• Provided material:
+--
//! uiflow CLI
//!
//! Command-line interface for running, validating and listing scenarios.

pub mod args;
pub mod commands;
pub mod output;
+--
• Task: All of the material, start to finish, should be retyped exactly.

• Expected answer:
//! uiflow CLI
//!
//! Command-line interface for running, validating and listing scenarios.

pub mod args;
pub mod commands;
pub mod output;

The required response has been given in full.